Olga Harmony
Libros para cocinar y otros textos

El lector avisado se habrá dado cuenta de que en mi nota anterior acerca de Ubú rey la palabra mierda entrecomillada en realidad era la famosa exclamación ¡Merdra! que tanto escozor produjo en el público de la época y que alguien de la mesa tuvo a bien cambiar, con lo que algo de lo que dije carece de sentido. Gajes del oficio de escribir crítica en la inmediatez periodística, y no es el único. En algunas ocasiones un texto dramático va teniendo un devenir que no siempre nos es dado rastrear; cuando lo hacemos, la gratificación puede ser enorme. Tal sería el caso de Muerte súbita de Sabina Berman. Es bien sabido que la talentosa dramaturga retrabaja continuamente sus textos y de cierta manera se tenía la impresión de que la versión hecha para el montaje de Francisco Franco era la definitiva. Lo es, por el momento en cuanto a su labor dramatúrgica y al excelente trazo del director. Pero en su restreno con diferente reparto ocurre un fenómeno singular: se matiza y, sin perder su agria ironía, se convierte en algo muy conmovedor.

Ignoro si por la cercanía de la escenificación con el otro reparto, que ya no me obligó a ese análisis casi instantáneo que elaboramos los críticos conforme una obra se desenvuelve en escena, es que la pude disfrutar apacible y ricamente. Creo que no es eso, sino que los tres nuevos actores logran esa especie de magia que es o que debe ser el teatro. Los jóvenes del reparto estaban bien, pero ahora Nailea Norvid, Alec Von y sobre todo Alberto Estrella -quien, a diferencia de otras veces, ha interiorizado su personaje al extremo de que sería difícil lograr otra versión para Odiseo- se convierten en los auténticos intérpretes de la obra y propician que todos sus significados puedan ser advertidos.

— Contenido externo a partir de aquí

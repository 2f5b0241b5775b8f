//! Supervision of independently cancellable workers
//!
//! Each worker is a named thread holding a [`CancelToken`]. Shutting a
//! supervisor down cancels every worker first and then joins them all, so
//! one slow worker never delays the others' cancellation. Workers are
//! expected to check their token at least every [`POLL_INTERVAL`].

use std::sync::atomic::{AtomicBool, Ordering};
use std::sync::Arc;
use std::thread::JoinHandle;
use std::time::Duration;

use tracing::{debug, error};

use crate::error::{FoldError, FoldResult};

/// Upper bound on how long a worker may block before re-checking its token
pub const POLL_INTERVAL: Duration = Duration::from_millis(50);

/// Shared cancellation flag. Once set it stays set.
#[derive(Debug, Clone, Default)]
pub struct CancelToken(Arc<AtomicBool>);

impl CancelToken {
    pub fn new() -> Self {
        Self::default()
    }

    /// Request cancellation
    pub fn cancel(&self) {
        self.0.store(true, Ordering::SeqCst);
    }

    pub fn is_cancelled(&self) -> bool {
        self.0.load(Ordering::SeqCst)
    }
}

#[derive(Debug)]
struct Worker {
    name: String,
    cancel: CancelToken,
    handle: JoinHandle<()>,
}

/// Owns a set of workers and their shutdown
#[derive(Debug, Default)]
pub struct Supervisor {
    workers: Vec<Worker>,
}

impl Supervisor {
    pub fn new() -> Self {
        Self::default()
    }

    /// Start a worker thread running `task` with a fresh token
    pub fn spawn<F>(&mut self, name: impl Into<String>, task: F) -> FoldResult<()>
    where
        F: FnOnce(CancelToken) + Send + 'static,
    {
        let name = name.into();
        let cancel = CancelToken::new();
        let token = cancel.clone();

        let handle = std::thread::Builder::new()
            .name(name.clone())
            .spawn(move || task(token))
            .map_err(|source| FoldError::Spawn {
                name: name.clone(),
                source,
            })?;

        debug!(worker = %name, "worker started");
        self.workers.push(Worker {
            name,
            cancel,
            handle,
        });
        Ok(())
    }

    /// Number of workers currently owned
    pub fn len(&self) -> usize {
        self.workers.len()
    }

    pub fn is_empty(&self) -> bool {
        self.workers.is_empty()
    }

    /// Names of owned workers, in start order
    pub fn names(&self) -> Vec<String> {
        self.workers.iter().map(|w| w.name.clone()).collect()
    }

    /// Cancel every worker, then wait for all of them to exit.
    ///
    /// Safe to call repeatedly; the supervisor is empty afterwards.
    pub fn shutdown(&mut self) {
        for worker in &self.workers {
            worker.cancel.cancel();
        }
        for worker in self.workers.drain(..) {
            if worker.handle.join().is_err() {
                error!(worker = %worker.name, "worker panicked");
            } else {
                debug!(worker = %worker.name, "worker stopped");
            }
        }
    }
}

impl Drop for Supervisor {
    fn drop(&mut self) {
        self.shutdown();
    }
}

Si en el texto de Sabina Berman el problema de la pareja, o del triángulo, pronto deriva hacia otras profundidades, las cinco obritas que componen el espectáculo de Ignacio Escárcega Libros para cocinar sostienen cinco miradas diferentes al tema del amor y de la relación de pareja. Provienen del Teatro de Actores de Louisville, que se caracteriza por ofrecer dramas brevísimos de autores ya conocidos en el ámbito estadunidense y constituyen un abanico de tratamientos acerca del tema, el amor y el desaliento que produce su fugacidad dentro de una relación. En la primera -Lynette a las tres de la madrugada, de Jane Anderson- y la última -¡Zas!, De Lynn Notage- se introduce un elemento mágico, pero el tono y las soluciones de ambos textos no pueden ser más diferentes; cabría agregar que en el texto de Anderson los personajes son anglosajones, mientras que en la pequeña farsita de Notage muy probablemente sean afroamericanos de alguna barriada suburbana.

Tapadera, de Jeffrey Sweet, nos lleva al engaño a la mujer por parte de dos amigos de evidente clase alta. Estos matices de clase, y en ocasiones de ocupación, se dan en todos los textos y los ambientan. Cien mujeres, de Kristina Halvorson, muestra la amistad de dos estudiantes, esta vez dos féminas, y la intrusión en sus vidas del amante de una de ellas; al tratamiento ampliamente realista del texto anterior, la autora del presente opone ciertas técnicas expresionistas. En cambio, 4 a.m. de Bob Krauer -a mi entender la más compleja de las cinco obristas presentadas- nos ofrece un ambiente muy citadino estadunidense y la mayor frustración amorosa de todo el conjunto.

Si, como se nos dice, el Teatro de Actores de Louisville toma su nombre del peso que representa para los actores la interpretación de estos personajes en tan poco tiempo, también es cierto que se requiere de una idea muy clara de dirección. En este montaje se dan ambos requisitos. La escenografía de Arturo Nava, muy simple en sus elementos, resuelve el espacio del teatro López Mancera (ese extraño teatro que carece de telar y otros menesteres necesarios) cuando el espectáculo había sido planteado para un teatro universitario. Ignacio Escárcega va punteando su escenificación de esos libros que Carolina Jiménez diseñó y realizó para dar énfasis al título y a la escena final y con sutiles manejos de los elementos. El vestuario de Angeles Moreno es otro apoyo, así como la ejecución pianística en vivo de Ignacio Torres, que acompaña las canciones de Charly García que los actores cantan, en estilo paródico, durante los cambios de escena. Pero lo mejor de todo es que cada uno de los breves textos tiene el tono exacto que requiere y que supone una proeza para los actores que encarnan a sus disímbolos personajes -Mónica Huarte, Raúl Adalid, Manuel Sevilla, Juan Carlos Vives y Karina Gidi, citados por orden de aparición- con una enorme rapidez y gran solvencia.